■ WORK ITEM ■
The response must contain every record, repeated exactly.
PROVIDED INFORMATION START
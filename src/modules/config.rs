use std::fmt;

use serde::{Deserialize, Serialize};

use crate::modules::grid::{Grid, MIN_GRID_HEIGHT, MIN_GRID_WIDTH};
use crate::modules::session::Mode;
use crate::modules::strategy::Strategy;

/// 800x600 playfield at 20px cells.
pub const DEFAULT_GRID_WIDTH: i32 = 40;
pub const DEFAULT_GRID_HEIGHT: i32 = 30;
/// Roughly 60 frames per second.
pub const DEFAULT_FRAME_MS: u64 = 16;
/// Move delay for a zero-length body; shrinks geometrically as the body grows.
pub const DEFAULT_CADENCE_BASE_MS: u64 = 200;
pub const DEFAULT_CADENCE_DECAY: f64 = 0.90;
/// Fastest the agent is ever allowed to move.
pub const DEFAULT_CADENCE_FLOOR_MS: u64 = 40;

#[derive(Clone, Debug, PartialEq)]
pub enum ConfigError {
    GridTooSmall { width: i32, height: i32 },
    ZeroFrameInterval,
    InvalidCadence { base_ms: u64, floor_ms: u64, decay: f64 },
    ZeroSearchCap,
    /// A snake needs at least two segments behind its head.
    BodyTooShort { len: usize },
}

impl fmt::Display for ConfigError {
    fn fmt(&self, f: &mut fmt::Formatter<'_>) -> fmt::Result {
        match self {
            ConfigError::GridTooSmall { width, height } => write!(
                f,
                "grid {}x{} is too small (minimum {}x{})",
                width, height, MIN_GRID_WIDTH, MIN_GRID_HEIGHT
            ),
            ConfigError::ZeroFrameInterval => write!(f, "frame interval must be greater than 0"),
            ConfigError::InvalidCadence {
                base_ms,
                floor_ms,
                decay,
            } => write!(
                f,
                "invalid cadence: base {}ms, floor {}ms, decay {} (need base >= floor > 0 and 0 < decay < 1)",
                base_ms, floor_ms, decay
            ),
            ConfigError::ZeroSearchCap => write!(f, "search node cap must be greater than 0"),
            ConfigError::BodyTooShort { len } => {
                write!(f, "snake body has {} segments (minimum 2)", len)
            }
        }
    }
}

impl std::error::Error for ConfigError {}

#[derive(Clone, Debug, PartialEq, Serialize, Deserialize)]
pub struct SessionConfig {
    pub width: i32,
    pub height: i32,
    pub frame_ms: u64,
    pub cadence_base_ms: u64,
    pub cadence_decay: f64,
    pub cadence_floor_ms: u64,
    /// Upper bound on A* node expansions; `None` means one per grid cell.
    pub search_cap: Option<usize>,
    /// Fixed seed for target placement; `None` draws from OS entropy.
    pub seed: Option<u64>,
    pub mode: Mode,
    pub strategy: Strategy,
}

impl Default for SessionConfig {
    fn default() -> Self {
        Self {
            width: DEFAULT_GRID_WIDTH,
            height: DEFAULT_GRID_HEIGHT,
            frame_ms: DEFAULT_FRAME_MS,
            cadence_base_ms: DEFAULT_CADENCE_BASE_MS,
            cadence_decay: DEFAULT_CADENCE_DECAY,
            cadence_floor_ms: DEFAULT_CADENCE_FLOOR_MS,
            search_cap: None,
            seed: None,
            mode: Mode::Autonomous,
            strategy: Strategy::default(),
        }
    }
}

impl SessionConfig {
    pub fn validate(&self) -> Result<Grid, ConfigError> {
        let grid = Grid::new(self.width, self.height)?;
        if self.frame_ms == 0 {
            return Err(ConfigError::ZeroFrameInterval);
        }
        let decay_ok = self.cadence_decay > 0.0 && self.cadence_decay < 1.0;
        if self.cadence_floor_ms == 0 || self.cadence_base_ms < self.cadence_floor_ms || !decay_ok
        {
            return Err(ConfigError::InvalidCadence {
                base_ms: self.cadence_base_ms,
                floor_ms: self.cadence_floor_ms,
                decay: self.cadence_decay,
            });
        }
        if self.search_cap == Some(0) {
            return Err(ConfigError::ZeroSearchCap);
        }
        Ok(grid)
    }

    pub fn search_cap_for(&self, grid: &Grid) -> usize {
        self.search_cap.unwrap_or_else(|| grid.cell_count())
    }

    /// Move delay for a body of `body_len` segments: `max(floor, base * decay^len)`.
    pub fn cadence_ms(&self, body_len: usize) -> u64 {
        let exponent = i32::try_from(body_len).unwrap_or(i32::MAX);
        let scaled = self.cadence_base_ms as f64 * self.cadence_decay.powi(exponent);
        (scaled as u64).max(self.cadence_floor_ms)
    }
}

#[cfg(test)]
mod tests {
    use super::*;

    #[test]
    fn default_config_is_valid() {
        let grid = SessionConfig::default().validate().unwrap();
        assert_eq!(grid.width(), DEFAULT_GRID_WIDTH);
        assert_eq!(grid.height(), DEFAULT_GRID_HEIGHT);
        assert_eq!(
            SessionConfig::default().search_cap_for(&grid),
            (DEFAULT_GRID_WIDTH * DEFAULT_GRID_HEIGHT) as usize
        );
    }

    #[test]
    fn cadence_speeds_up_until_the_floor() {
        let config = SessionConfig::default();
        assert_eq!(config.cadence_ms(0), 200);
        assert_eq!(config.cadence_ms(2), 162);

        let mut previous = config.cadence_ms(0);
        let mut len = 1;
        while previous > config.cadence_floor_ms {
            let next = config.cadence_ms(len);
            assert!(next < previous, "cadence must shrink at len {}", len);
            previous = next;
            len += 1;
        }
        assert_eq!(config.cadence_ms(len + 100), DEFAULT_CADENCE_FLOOR_MS);
        assert_eq!(config.cadence_ms(usize::MAX), DEFAULT_CADENCE_FLOOR_MS);
    }

    #[test]
    fn rejects_bad_values() {
        let zero_frame = SessionConfig {
            frame_ms: 0,
            ..SessionConfig::default()
        };
        assert_eq!(zero_frame.validate(), Err(ConfigError::ZeroFrameInterval));

        let flat_cadence = SessionConfig {
            cadence_decay: 1.0,
            ..SessionConfig::default()
        };
        assert!(matches!(
            flat_cadence.validate(),
            Err(ConfigError::InvalidCadence { .. })
        ));

        let no_search = SessionConfig {
            search_cap: Some(0),
            ..SessionConfig::default()
        };
        assert_eq!(no_search.validate(), Err(ConfigError::ZeroSearchCap));

        let tiny = SessionConfig {
            width: 2,
            ..SessionConfig::default()
        };
        assert!(tiny.validate().unwrap_err().to_string().contains("too small"));
    }
}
PROVIDED INFORMATION END
■ WRITTEN ANSWER ■
filename src/modules/config.rs
use std::fmt;

use serde::{Deserialize, Serialize};

use crate::modules::grid::{Grid, MIN_GRID_HEIGHT, MIN_GRID_WIDTH};
use crate::modules::session::Mode;
use crate::modules::strategy::Strategy;

/// 800x600 playfield at 20px cells.
pub const DEFAULT_GRID_WIDTH: i32 = 40;
pub const DEFAULT_GRID_HEIGHT: i32 = 30;
/// Roughly 60 frames per second.
pub const DEFAULT_FRAME_MS: u64 = 16;
/// Move delay for a zero-length body; shrinks geometrically as the body grows.
pub const DEFAULT_CADENCE_BASE_MS: u64 = 200;
pub const DEFAULT_CADENCE_DECAY: f64 = 0.90;
/// Fastest the agent is ever allowed to move.
pub const DEFAULT_CADENCE_FLOOR_MS: u64 = 40;

#[derive(Clone, Debug, PartialEq)]
pub enum ConfigError {
    GridTooSmall { width: i32, height: i32 },
    ZeroFrameInterval,
    InvalidCadence { base_ms: u64, floor_ms: u64, decay: f64 },
    ZeroSearchCap,
    /// A snake needs at least two segments behind its head.
    BodyTooShort { len: usize },
}

impl fmt::Display for ConfigError {
    fn fmt(&self, f: &mut fmt::Formatter<'_>) -> fmt::Result {
        match self {
            ConfigError::GridTooSmall { width, height } => write!(
                f,
                "grid {}x{} is too small (minimum {}x{})",
                width, height, MIN_GRID_WIDTH, MIN_GRID_HEIGHT
            ),
            ConfigError::ZeroFrameInterval => write!(f, "frame interval must be greater than 0"),
            ConfigError::InvalidCadence {
                base_ms,
                floor_ms,
                decay,
            } => write!(
                f,
                "invalid cadence: base {}ms, floor {}ms, decay {} (need base >= floor > 0 and 0 < decay < 1)",
                base_ms, floor_ms, decay
            ),
            ConfigError::ZeroSearchCap => write!(f, "search node cap must be greater than 0"),
            ConfigError::BodyTooShort { len } => {
                write!(f, "snake body has {} segments (minimum 2)", len)
            }
        }
    }
}

impl std::error::Error for ConfigError {}

#[derive(Clone, Debug, PartialEq, Serialize, Deserialize)]
pub struct SessionConfig {
    pub width: i32,
    pub height: i32,
    pub frame_ms: u64,
    pub cadence_base_ms: u64,
    pub cadence_decay: f64,
    pub cadence_floor_ms: u64,
    /// Upper bound on A* node expansions; `None` means one per grid cell.
    pub search_cap: Option<usize>,
    /// Fixed seed for target placement; `None` draws from OS entropy.
    pub seed: Option<u64>,
    pub mode: Mode,
    pub strategy: Strategy,
}

impl Default for SessionConfig {
    fn default() -> Self {
        Self {
            width: DEFAULT_GRID_WIDTH,
            height: DEFAULT_GRID_HEIGHT,
            frame_ms: DEFAULT_FRAME_MS,
            cadence_base_ms: DEFAULT_CADENCE_BASE_MS,
            cadence_decay: DEFAULT_CADENCE_DECAY,
            cadence_floor_ms: DEFAULT_CADENCE_FLOOR_MS,
            search_cap: None,
            seed: None,
            mode: Mode::Autonomous,
            strategy: Strategy::default(),
        }
    }
}

impl SessionConfig {
    pub fn validate(&self) -> Result<Grid, ConfigError> {
        let grid = Grid::new(self.width, self.height)?;
        if self.frame_ms == 0 {
            return Err(ConfigError::ZeroFrameInterval);
        }
        let decay_ok = self.cadence_decay > 0.0 && self.cadence_decay < 1.0;
        if self.cadence_floor_ms == 0 || self.cadence_base_ms < self.cadence_floor_ms || !decay_ok
        {
            return Err(ConfigError::InvalidCadence {
                base_ms: self.cadence_base_ms,
                floor_ms: self.cadence_floor_ms,
                decay: self.cadence_decay,
            });
        }
        if self.search_cap == Some(0) {
            return Err(ConfigError::ZeroSearchCap);
        }
        Ok(grid)
    }

    pub fn search_cap_for(&self, grid: &Grid) -> usize {
        self.search_cap.unwrap_or_else(|| grid.cell_count())
    }

    /// Move delay for a body of `body_len` segments: `max(floor, base * decay^len)`.
    pub fn cadence_ms(&self, body_len: usize) -> u64 {
        let exponent = i32::try_from(body_len).unwrap_or(i32::MAX);
        let scaled = self.cadence_base_ms as f64 * self.cadence_decay.powi(exponent);
        (scaled as u64).max(self.cadence_floor_ms)
    }
}

#[cfg(test)]
mod tests {
    use super::*;

    #[test]
    fn default_config_is_valid() {
        let grid = SessionConfig::default().validate().unwrap();
        assert_eq!(grid.width(), DEFAULT_GRID_WIDTH);
        assert_eq!(grid.height(), DEFAULT_GRID_HEIGHT);
        assert_eq!(
            SessionConfig::default().search_cap_for(&grid),
            (DEFAULT_GRID_WIDTH * DEFAULT_GRID_HEIGHT) as usize
        );
    }

    #[test]
    fn cadence_speeds_up_until_the_floor() {
        let config = SessionConfig::default();
        assert_eq!(config.cadence_ms(0), 200);
        assert_eq!(config.cadence_ms(2), 162);

        let mut previous = config.cadence_ms(0);
        let mut len = 1;
        while previous > config.cadence_floor_ms {
            let next = config.cadence_ms(len);
            assert!(next < previous, "cadence must shrink at len {}", len);
            previous = next;
            len += 1;
        }
        assert_eq!(config.cadence_ms(len + 100), DEFAULT_CADENCE_FLOOR_MS);
        assert_eq!(config.cadence_ms(usize::MAX), DEFAULT_CADENCE_FLOOR_MS);
    }

    #[test]
    fn rejects_bad_values() {
        let zero_frame = SessionConfig {
            frame_ms: 0,
            ..SessionConfig::default()
        };
        assert_eq!(zero_frame.validate(), Err(ConfigError::ZeroFrameInterval));

        let flat_cadence = SessionConfig {
            cadence_decay: 1.0,
            ..SessionConfig::default()
        };
        assert!(matches!(
            flat_cadence.validate(),
            Err(ConfigError::InvalidCadence { .. })
        ));

        let no_search = SessionConfig {
            search_cap: Some(0),
            ..SessionConfig::default()
        };
        assert_eq!(no_search.validate(), Err(ConfigError::ZeroSearchCap));

        let tiny = SessionConfig {
            width: 2,
            ..SessionConfig::default()
        };
        assert!(tiny.validate().unwrap_err().to_string().contains("too small"));
    }
}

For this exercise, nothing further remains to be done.